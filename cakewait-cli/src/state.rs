use anyhow::{Context, Result};
use std::fs;
use std::path::{Path, PathBuf};

/// `$CAKEWAIT_HOME`, or `~/.cakewait`.
pub fn cakewait_home() -> Result<PathBuf> {
    if let Ok(dir) = std::env::var("CAKEWAIT_HOME") {
        if !dir.trim().is_empty() {
            return Ok(PathBuf::from(dir));
        }
    }
    let home = std::env::var("HOME").context("HOME is not set (or set CAKEWAIT_HOME)")?;
    Ok(PathBuf::from(home).join(".cakewait"))
}

pub fn ensure_cakewait_home() -> Result<PathBuf> {
    let dir = cakewait_home()?;
    fs::create_dir_all(&dir).with_context(|| format!("create {}", dir.display()))?;
    Ok(dir)
}

pub fn birthdays_path() -> Result<PathBuf> {
    Ok(ensure_cakewait_home()?.join("birthdays.json"))
}

pub fn outbox_path() -> Result<PathBuf> {
    Ok(ensure_cakewait_home()?.join("outbox.json"))
}

pub fn sent_keys_path() -> Result<PathBuf> {
    Ok(ensure_cakewait_home()?.join("sent_keys.txt"))
}

/// Write via a sibling temp file + rename so readers never see a partial file.
pub fn write_atomic(path: &Path, contents: &str) -> Result<()> {
    if let Some(parent) = path.parent() {
        fs::create_dir_all(parent).with_context(|| format!("create {}", parent.display()))?;
    }
    let tmp = path.with_extension("tmp");
    fs::write(&tmp, contents).with_context(|| format!("write {}", tmp.display()))?;
    fs::rename(&tmp, path).with_context(|| format!("rename {} -> {}", tmp.display(), path.display()))?;
    Ok(())
}
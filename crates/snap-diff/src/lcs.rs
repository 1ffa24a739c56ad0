//! Sequence alignment by longest common run.
//!
//! Every element of the left sequence is indexed by value once. For each
//! pending range pair, the right range is scanned while a sparse row of
//! "run length ending at left position i" values is carried forward, which
//! finds the longest common contiguous run in O(N·M) worst case and close to
//! linear time on text with few repeated lines. The ranges are then split
//! around that run and both halves go back on an explicit work stack, so
//! input size never bounds the call depth.
//!
//! A sub-range never holds a run longer than the one its parent was split
//! around, so a scan stops as soon as it finds a run of that length.

use std::collections::HashMap;
use std::hash::Hash;
use std::ops::Range;

use serde::{Deserialize, Serialize};

/// Which sequence(s) a segment's elements belong to.
#[derive(Clone, Copy, Debug, PartialEq, Eq, Hash, Serialize, Deserialize)]
pub enum Side {
    /// Present only in the left (old) sequence.
    OnlyLeft,
    /// Present only in the right (new) sequence.
    OnlyRight,
    /// Present in both sequences.
    Both,
}

impl Side {
    /// Returns `true` if the elements appear in the left sequence.
    pub fn in_left(&self) -> bool {
        matches!(self, Self::OnlyLeft | Self::Both)
    }

    /// Returns `true` if the elements appear in the right sequence.
    pub fn in_right(&self) -> bool {
        matches!(self, Self::OnlyRight | Self::Both)
    }
}

/// A non-empty run of elements tagged with the side(s) they come from.
#[derive(Clone, Debug, PartialEq, Eq, Serialize, Deserialize)]
pub struct DiffSegment<T> {
    pub side: Side,
    pub elements: Vec<T>,
}

impl<T> DiffSegment<T> {
    pub fn new(side: Side, elements: Vec<T>) -> Self {
        Self { side, elements }
    }

    pub fn len(&self) -> usize {
        self.elements.len()
    }

    pub fn is_empty(&self) -> bool {
        self.elements.is_empty()
    }
}

/// Position and length of a common run.
#[derive(Clone, Copy, Debug, Default, PartialEq, Eq)]
struct Run {
    left: usize,
    right: usize,
    len: usize,
}

/// Align `left` against `right`.
///
/// Concatenating the left-visible segments reproduces `left` exactly, and
/// the right-visible segments reproduce `right`. No segment is empty. When
/// the two sides share nothing, the `OnlyLeft` segment precedes the
/// `OnlyRight` one.
pub fn diff<T>(left: &[T], right: &[T]) -> Vec<DiffSegment<T>>
where
    T: Eq + Hash + Clone,
{
    let index = PositionIndex::new(left);
    let mut segments = Vec::new();
    let mut work = vec![Work::Align {
        left: 0..left.len(),
        right: 0..right.len(),
        bound: left.len().min(right.len()),
    }];

    // Popped in order: prefix, common run, suffix.
    while let Some(item) = work.pop() {
        match item {
            Work::Common(range) => {
                segments.push(DiffSegment::new(Side::Both, left[range].to_vec()));
            }
            Work::Align {
                left: left_range,
                right: right_range,
                bound,
            } => match index.longest_common_run(right, &left_range, &right_range, bound) {
                None => {
                    if !left_range.is_empty() {
                        segments.push(DiffSegment::new(Side::OnlyLeft, left[left_range].to_vec()));
                    }
                    if !right_range.is_empty() {
                        segments.push(DiffSegment::new(
                            Side::OnlyRight,
                            right[right_range].to_vec(),
                        ));
                    }
                }
                Some(run) => {
                    let left_end = run.left + run.len;
                    let right_end = run.right + run.len;
                    work.push(Work::Align {
                        left: left_end..left_range.end,
                        right: right_end..right_range.end,
                        bound: run.len,
                    });
                    work.push(Work::Common(run.left..left_end));
                    work.push(Work::Align {
                        left: left_range.start..run.left,
                        right: right_range.start..run.right,
                        bound: run.len,
                    });
                }
            },
        }
    }
    segments
}

/// Pending step of [`diff`].
enum Work {
    /// Align two ranges; no common run in them is longer than `bound`.
    Align {
        left: Range<usize>,
        right: Range<usize>,
        bound: usize,
    },
    /// Emit a common run, given by its left range.
    Common(Range<usize>),
}

/// Positions of every left element, ascending per value.
struct PositionIndex<'a, T> {
    positions: HashMap<&'a T, Vec<usize>>,
}

impl<'a, T: Eq + Hash> PositionIndex<'a, T> {
    fn new(left: &'a [T]) -> Self {
        let mut positions: HashMap<&T, Vec<usize>> = HashMap::new();
        for (i, element) in left.iter().enumerate() {
            positions.entry(element).or_default().push(i);
        }
        Self { positions }
    }

    /// Left positions holding `element` that fall inside `range`.
    fn within(&self, element: &T, range: &Range<usize>) -> &[usize] {
        match self.positions.get(element) {
            Some(all) => {
                let start = all.partition_point(|&i| i < range.start);
                let end = all.partition_point(|&i| i < range.end);
                &all[start..end]
            }
            None => &[],
        }
    }

    /// Find the longest contiguous run shared by the two ranges.
    ///
    /// Ties go to the first run found scanning `right_range` from the front.
    fn longest_common_run(
        &self,
        right: &[T],
        left_range: &Range<usize>,
        right_range: &Range<usize>,
        bound: usize,
    ) -> Option<Run> {
        let bound = bound.min(left_range.len()).min(right_range.len());
        if bound == 0 {
            return None;
        }

        let mut best = Run::default();
        // (left position, run length) for runs ending at the previous right
        // element, ascending by position.
        let mut previous: Vec<(usize, usize)> = Vec::new();
        let mut current: Vec<(usize, usize)> = Vec::new();
        for j in right_range.clone() {
            current.clear();
            for &i in self.within(&right[j], left_range) {
                let extended = i
                    .checked_sub(1)
                    .and_then(|p| previous.binary_search_by_key(&p, |&(pos, _)| pos).ok())
                    .map_or(0, |k| previous[k].1);
                let len = extended + 1;
                current.push((i, len));
                if len > best.len {
                    best = Run {
                        left: i + 1 - len,
                        right: j + 1 - len,
                        len,
                    };
                    if len == bound {
                        return Some(best);
                    }
                }
            }
            std::mem::swap(&mut previous, &mut current);
        }

        (best.len > 0).then_some(best)
    }
}

/// Elements visible from the left sequence, in order.
pub fn left_projection<T: Clone>(segments: &[DiffSegment<T>]) -> Vec<T> {
    segments
        .iter()
        .filter(|s| s.side.in_left())
        .flat_map(|s| s.elements.iter().cloned())
        .collect()
}

/// Elements visible from the right sequence, in order.
pub fn right_projection<T: Clone>(segments: &[DiffSegment<T>]) -> Vec<T> {
    segments
        .iter()
        .filter(|s| s.side.in_right())
        .flat_map(|s| s.elements.iter().cloned())
        .collect()
}

#[cfg(test)]
mod tests {
    use super::*;
    use proptest::prelude::*;

    fn seg(side: Side, items: &[&'static str]) -> DiffSegment<&'static str> {
        DiffSegment::new(side, items.to_vec())
    }

    #[test]
    fn replaced_middle_line() {
        let segments = diff(&["a", "b", "c"], &["a", "x", "c"]);
        assert_eq!(
            segments,
            vec![
                seg(Side::Both, &["a"]),
                seg(Side::OnlyLeft, &["b"]),
                seg(Side::OnlyRight, &["x"]),
                seg(Side::Both, &["c"]),
            ]
        );
    }

    #[test]
    fn identical_sequences_are_one_segment() {
        let items = ["x", "y", "z"];
        assert_eq!(diff(&items, &items), vec![seg(Side::Both, &items)]);
    }

    #[test]
    fn both_empty_yields_nothing() {
        let empty: [&str; 0] = [];
        assert!(diff(&empty, &empty).is_empty());
    }

    #[test]
    fn one_side_empty() {
        let empty: [&str; 0] = [];
        assert_eq!(diff(&["a", "b"], &empty), vec![seg(Side::OnlyLeft, &["a", "b"])]);
        assert_eq!(diff(&empty, &["a"]), vec![seg(Side::OnlyRight, &["a"])]);
    }

    #[test]
    fn disjoint_sequences_left_first() {
        assert_eq!(
            diff(&["a", "b"], &["c"]),
            vec![seg(Side::OnlyLeft, &["a", "b"]), seg(Side::OnlyRight, &["c"])]
        );
    }

    #[test]
    fn longest_run_wins_over_earlier_short_run() {
        // "a" matches early, but "c d e" is the longer common run.
        let segments = diff(&["c", "d", "e", "a"], &["a", "c", "d", "e"]);
        assert_eq!(
            segments,
            vec![
                seg(Side::OnlyRight, &["a"]),
                seg(Side::Both, &["c", "d", "e"]),
                seg(Side::OnlyLeft, &["a"]),
            ]
        );
    }

    #[test]
    fn ties_go_to_first_found_run() {
        let segments = diff(&["a", "b"], &["b", "a"]);
        // Scanning the right side, "b" is matched first.
        assert_eq!(
            segments,
            vec![
                seg(Side::OnlyLeft, &["a"]),
                seg(Side::Both, &["b"]),
                seg(Side::OnlyRight, &["a"]),
            ]
        );
    }

    #[test]
    fn duplicate_lines_are_aligned() {
        let left = ["}", "}", "x", "}"];
        let right = ["}", "x", "}", "}"];
        let segments = diff(&left, &right);
        assert_eq!(left_projection(&segments), left.to_vec());
        assert_eq!(right_projection(&segments), right.to_vec());
    }

    #[test]
    fn works_for_non_string_elements() {
        let segments = diff(&[1u32, 2, 3, 4], &[1u32, 3, 4, 5]);
        assert_eq!(left_projection(&segments), vec![1, 2, 3, 4]);
        assert_eq!(right_projection(&segments), vec![1, 3, 4, 5]);
        assert!(segments.iter().all(|s| !s.is_empty()));
    }

    fn alternating(n: usize, changed: &str) -> Vec<String> {
        (0..n)
            .map(|i| if i % 2 == 0 { format!("keep{i}") } else { changed.to_string() })
            .collect()
    }

    #[test]
    fn every_other_line_changed_in_a_large_input() {
        let n = 50_000;
        let left = alternating(n, "old");
        let right = alternating(n, "new");

        let segments = diff(&left, &right);
        assert_eq!(segments.len(), 3 * n / 2);
        assert_eq!(segments[0], DiffSegment::new(Side::Both, vec!["keep0".to_string()]));
        assert_eq!(segments[1], DiffSegment::new(Side::OnlyLeft, vec!["old".to_string()]));
        assert_eq!(segments[2], DiffSegment::new(Side::OnlyRight, vec!["new".to_string()]));
        assert_eq!(left_projection(&segments), left);
        assert_eq!(right_projection(&segments), right);
    }

    #[test]
    fn many_nested_prefix_splits() {
        // Common runs grow in length, so the longest one is always last and
        // every split leaves the remaining work in the prefix.
        let runs = 200u32;
        let mut left = Vec::new();
        let mut right = Vec::new();
        let mut expected = Vec::new();
        for r in 1..=runs {
            let common: Vec<u32> = (0..r).map(|t| r * 10_000 + t).collect();
            left.extend(&common);
            right.extend(&common);
            left.push(1_000_000_000 + r);
            right.push(2_000_000_000 + r);
            expected.push(DiffSegment::new(Side::Both, common));
            expected.push(DiffSegment::new(Side::OnlyLeft, vec![1_000_000_000 + r]));
            expected.push(DiffSegment::new(Side::OnlyRight, vec![2_000_000_000 + r]));
        }

        assert_eq!(diff(&left, &right), expected);
    }

    /// Split around the longest run by exhaustive search, ties to the
    /// earliest end in `right`, then the earliest start in `left`.
    fn exhaustive(left: &[u8], right: &[u8], out: &mut Vec<DiffSegment<u8>>) {
        let mut best = (0, 0, 0);
        for j in 0..right.len() {
            for i in 0..left.len() {
                let mut len = 0;
                while len <= i && len <= j && left[i - len] == right[j - len] {
                    len += 1;
                }
                if len > best.2 {
                    best = (i + 1 - len, j + 1 - len, len);
                }
            }
        }
        let (l, r, len) = best;
        if len == 0 {
            if !left.is_empty() {
                out.push(DiffSegment::new(Side::OnlyLeft, left.to_vec()));
            }
            if !right.is_empty() {
                out.push(DiffSegment::new(Side::OnlyRight, right.to_vec()));
            }
            return;
        }
        exhaustive(&left[..l], &right[..r], out);
        out.push(DiffSegment::new(Side::Both, left[l..l + len].to_vec()));
        exhaustive(&left[l + len..], &right[r + len..], out);
    }

    proptest! {
        #[test]
        fn agrees_with_exhaustive_search(
            left in prop::collection::vec(0u8..4, 0..24),
            right in prop::collection::vec(0u8..4, 0..24),
        ) {
            let mut expected = Vec::new();
            exhaustive(&left, &right, &mut expected);
            prop_assert_eq!(diff(&left, &right), expected);
        }

        #[test]
        fn projections_reconstruct_inputs(
            left in prop::collection::vec(0u8..6, 0..40),
            right in prop::collection::vec(0u8..6, 0..40),
        ) {
            let segments = diff(&left, &right);
            prop_assert_eq!(left_projection(&segments), left);
            prop_assert_eq!(right_projection(&segments), right);
            prop_assert!(segments.iter().all(|s| !s.is_empty()));
        }

        #[test]
        fn diff_with_itself_is_single_both(items in prop::collection::vec(0u8..6, 1..40)) {
            let segments = diff(&items, &items);
            prop_assert_eq!(segments, vec![DiffSegment::new(Side::Both, items)]);
        }
    }
}
use std::path::Path;

use serde::{Deserialize, Serialize};

use crate::error::{TypeError, TypeResult};
use crate::record_mode::RecordMode;

/// Lines of unchanged context kept around each hunk.
pub const DEFAULT_CONTEXT_LINES: usize = 4;
/// Upper bound on regular leased resources alive at once.
pub const DEFAULT_MAX_CONCURRENT_LEASES: usize = 3;
/// Directory (under the store root) that holds baselines.
pub const DEFAULT_SNAPSHOT_DIR: &str = "__Snapshots__";

/// Environment variable overriding [`SnapshotConfig::record_mode`].
pub const ENV_RECORD: &str = "SNAPLINE_RECORD";
/// Environment variable overriding [`SnapshotConfig::context_lines`].
pub const ENV_CONTEXT: &str = "SNAPLINE_CONTEXT";
/// Environment variable overriding [`SnapshotConfig::diff_tool`].
pub const ENV_DIFF_TOOL: &str = "SNAPLINE_DIFF_TOOL";

/// Configuration for snapshot verification.
///
/// Missing keys in a TOML file fall back to the defaults, so an empty file
/// is a valid configuration.
#[derive(Clone, Debug, PartialEq, Eq, Serialize, Deserialize)]
#[serde(default)]
pub struct SnapshotConfig {
    /// Record policy applied when no per-call override is given.
    pub record_mode: RecordMode,
    /// Unchanged lines kept around each hunk of a failure report.
    pub context_lines: usize,
    /// Maximum number of regular leased resources.
    pub max_concurrent_leases: usize,
    /// When `true`, recording a missing or differing baseline still fails
    /// the check so the test is re-run against the new baseline.
    pub fail_on_record: bool,
    /// External diff command mentioned in mismatch messages, e.g. `"ksdiff"`.
    pub diff_tool: Option<String>,
    /// Baseline directory name under the store root.
    pub snapshot_dir: String,
}

impl Default for SnapshotConfig {
    fn default() -> Self {
        Self {
            record_mode: RecordMode::default(),
            context_lines: DEFAULT_CONTEXT_LINES,
            max_concurrent_leases: DEFAULT_MAX_CONCURRENT_LEASES,
            fail_on_record: false,
            diff_tool: None,
            snapshot_dir: DEFAULT_SNAPSHOT_DIR.to_string(),
        }
    }
}

impl SnapshotConfig {
    /// Parse and validate a TOML document.
    pub fn from_toml_str(s: &str) -> TypeResult<Self> {
        let config: Self = toml::from_str(s).map_err(|e| TypeError::Config(e.to_string()))?;
        config.validate()?;
        Ok(config)
    }

    /// Load and validate a TOML file.
    pub fn load(path: &Path) -> TypeResult<Self> {
        let text = std::fs::read_to_string(path).map_err(|e| TypeError::ConfigIo {
            path: path.display().to_string(),
            message: e.to_string(),
        })?;
        Self::from_toml_str(&text)
    }

    /// Apply `SNAPLINE_*` overrides from the process environment.
    pub fn apply_env(self) -> TypeResult<Self> {
        self.apply_env_from(|key| std::env::var(key).ok())
    }

    /// Apply overrides using an arbitrary variable lookup.
    pub fn apply_env_from(mut self, lookup: impl Fn(&str) -> Option<String>) -> TypeResult<Self> {
        if let Some(raw) = lookup(ENV_RECORD).filter(|v| !v.trim().is_empty()) {
            self.record_mode = raw.parse()?;
        }
        if let Some(raw) = lookup(ENV_CONTEXT).filter(|v| !v.trim().is_empty()) {
            self.context_lines = raw.trim().parse().map_err(|_| {
                TypeError::Config(format!("{ENV_CONTEXT} must be a non-negative integer, got {raw:?}"))
            })?;
        }
        if let Some(raw) = lookup(ENV_DIFF_TOOL) {
            let tool = raw.trim();
            self.diff_tool = (!tool.is_empty()).then(|| tool.to_string());
        }
        self.validate()?;
        Ok(self)
    }

    /// Check invariants that serde cannot express.
    pub fn validate(&self) -> TypeResult<()> {
        if self.max_concurrent_leases == 0 {
            return Err(TypeError::Config(
                "max_concurrent_leases must be at least 1".into(),
            ));
        }
        if self.snapshot_dir.trim().is_empty() {
            return Err(TypeError::Config("snapshot_dir must not be empty".into()));
        }
        Ok(())
    }

    /// A copy of this config with per-call overrides applied.
    pub fn with_overrides(&self, overrides: &ConfigOverrides) -> Self {
        let mut config = self.clone();
        if let Some(mode) = overrides.record_mode {
            config.record_mode = mode;
        }
        if let Some(context) = overrides.context_lines {
            config.context_lines = context;
        }
        config
    }
}

/// Per-call overrides layered over a [`SnapshotConfig`].
#[derive(Clone, Copy, Debug, Default, PartialEq, Eq)]
pub struct ConfigOverrides {
    pub record_mode: Option<RecordMode>,
    pub context_lines: Option<usize>,
}

impl ConfigOverrides {
    pub fn record(mode: RecordMode) -> Self {
        Self {
            record_mode: Some(mode),
            ..Default::default()
        }
    }
}
use std::sync::Arc;

use snap_codec::{ByteContainer, CodecRegistry, Diffing, Snapshotting};
use snap_store::BaselineStore;
use snap_sync::{LeasedResourcePool, PoolStats, ResourceFactory};
use snap_types::{BaselineId, SnapshotConfig};
use snap_verify::{NameCounter, Verified, Verifier};
use tracing::{debug, info};

use crate::error::SdkResult;
use crate::options::VerifyOptions;

/// Context object for one snapshot test suite.
///
/// `R` is the pooled rendering resource; suites that render nothing use the
/// default `()`.
pub struct SnapshotSuite<R = ()> {
    name: String,
    config: SnapshotConfig,
    registry: CodecRegistry,
    verifier: Verifier,
    names: NameCounter,
    pool: LeasedResourcePool<R>,
}

impl SnapshotSuite<()> {
    /// A suite without pooled resources, using the built-in codecs.
    pub fn new(
        name: impl Into<String>,
        config: SnapshotConfig,
        store: Arc<dyn BaselineStore>,
    ) -> SdkResult<Self> {
        Self::with_resources(name, config, store, |_primary| ())
    }
}

impl<R> SnapshotSuite<R> {
    /// A suite whose resources are built by `factory`.
    pub fn with_resources<F>(
        name: impl Into<String>,
        config: SnapshotConfig,
        store: Arc<dyn BaselineStore>,
        factory: F,
    ) -> SdkResult<Self>
    where
        F: Fn(bool) -> R + Send + Sync + 'static,
    {
        Self::build(name.into(), config, store, LeasedResourcePool::from_fn(factory))
    }

    /// A suite with a fallible resource factory.
    pub fn with_factory(
        name: impl Into<String>,
        config: SnapshotConfig,
        store: Arc<dyn BaselineStore>,
        factory: Arc<dyn ResourceFactory<R>>,
    ) -> SdkResult<Self> {
        Self::build(name.into(), config, store, LeasedResourcePool::new(factory))
    }

    fn build(
        name: String,
        config: SnapshotConfig,
        store: Arc<dyn BaselineStore>,
        pool: LeasedResourcePool<R>,
    ) -> SdkResult<Self> {
        config.validate()?;
        info!(suite = %name, mode = %config.record_mode, "snapshot suite started");
        Ok(Self {
            name,
            config,
            registry: CodecRegistry::with_defaults(),
            verifier: Verifier::new(store),
            names: NameCounter::new(),
            pool,
        })
    }

    /// Replace the verifier, e.g. to move the rejected-candidate directory.
    pub fn with_verifier(mut self, verifier: Verifier) -> Self {
        self.verifier = verifier;
        self
    }

    pub fn name(&self) -> &str {
        &self.name
    }

    pub fn config(&self) -> &SnapshotConfig {
        &self.config
    }

    pub fn registry(&self) -> &CodecRegistry {
        &self.registry
    }

    /// Register an additional diffing codec.
    pub fn register_codec(&mut self, codec: Arc<dyn Diffing>) {
        self.registry.register(codec);
    }

    pub fn store(&self) -> &Arc<dyn BaselineStore> {
        self.verifier.store()
    }

    pub fn pool_stats(&self) -> PoolStats {
        self.pool.stats()
    }

    /// Restart automatic numbering for `test`, e.g. when it is re-run.
    pub fn reset_counter(&self, test: &str) {
        self.names.reset(test);
    }

    /// Serialize `value` with `strategy` and verify it against its baseline.
    pub fn assert_snapshot<V, S>(
        &self,
        test: &str,
        value: &V,
        strategy: &S,
        options: &VerifyOptions,
    ) -> SdkResult<Verified>
    where
        V: ?Sized,
        S: Snapshotting<V>,
    {
        let codec = self.registry.get(strategy.format())?;

        let mut out = ByteContainer::writer();
        strategy.snapshot(value, &mut out)?;
        let candidate = out.seal();

        let id = self.identify(test, codec.path_extension(), options.name.as_deref())?;
        let config = self.config.with_overrides(&options.overrides());
        debug!(id = %id, format = codec.format(), bytes = candidate.len(), "verifying snapshot");

        Ok(self.verifier.verify(&id, &candidate, codec.as_ref(), &config)?)
    }

    /// Lease a resource, render a value with it, release the lease, then
    /// verify the value.
    pub async fn render_and_assert<V, S, F>(
        &self,
        test: &str,
        primary: bool,
        render: F,
        strategy: &S,
        options: &VerifyOptions,
    ) -> SdkResult<Verified>
    where
        S: Snapshotting<V>,
        F: FnOnce(&R) -> V,
    {
        let max = self.config.max_concurrent_leases;
        let value = {
            let handle = match &options.cancellation {
                Some(token) => self.pool.acquire_with(primary, max, token).await?,
                None => self.pool.acquire(primary, max).await?,
            };
            render(&*handle)
        };
        self.assert_snapshot(test, &value, strategy, options)
    }

    /// Close the resource pool. Queued acquirers fail with `Closed`.
    pub fn shutdown(&self) {
        self.pool.shutdown();
        info!(suite = %self.name, "snapshot suite shut down");
    }

    fn identify(&self, test: &str, extension: &str, name: Option<&str>) -> SdkResult<BaselineId> {
        let id = BaselineId::new(&self.name, test, extension)?;
        let discriminator = match name {
            Some(name) => name.to_string(),
            None => self.names.next(test).to_string(),
        };
        Ok(id.with_discriminator(discriminator)?)
    }
}

impl<R> std::fmt::Debug for SnapshotSuite<R> {
    fn fmt(&self, f: &mut std::fmt::Formatter<'_>) -> std::fmt::Result {
        f.debug_struct("SnapshotSuite")
            .field("name", &self.name)
            .field("config", &self.config)
            .field("registry", &self.registry)
            .field("pool", &self.pool)
            .finish_non_exhaustive()
    }
}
----------
Only one stretch of the entries above is wanted: the lines from the one containing "prop_assert_eq!(left_projection(&segments), left);" through the one containing "that holds baselines.". Please reproduce it exactly.

=== Answer to the problem ===
            prop_assert_eq!(left_projection(&segments), left);
            prop_assert_eq!(right_projection(&segments), right);
            prop_assert!(segments.iter().all(|s| !s.is_empty()));
        }

        #[test]
        fn diff_with_itself_is_single_both(items in prop::collection::vec(0u8..6, 1..40)) {
            let segments = diff(&items, &items);
            prop_assert_eq!(segments, vec![DiffSegment::new(Side::Both, items)]);
        }
    }
}
use std::path::Path;

use serde::{Deserialize, Serialize};

use crate::error::{TypeError, TypeResult};
use crate::record_mode::RecordMode;

/// Lines of unchanged context kept around each hunk.
pub const DEFAULT_CONTEXT_LINES: usize = 4;
/// Upper bound on regular leased resources alive at once.
pub const DEFAULT_MAX_CONCURRENT_LEASES: usize = 3;
/// Directory (under the store root) that holds baselines.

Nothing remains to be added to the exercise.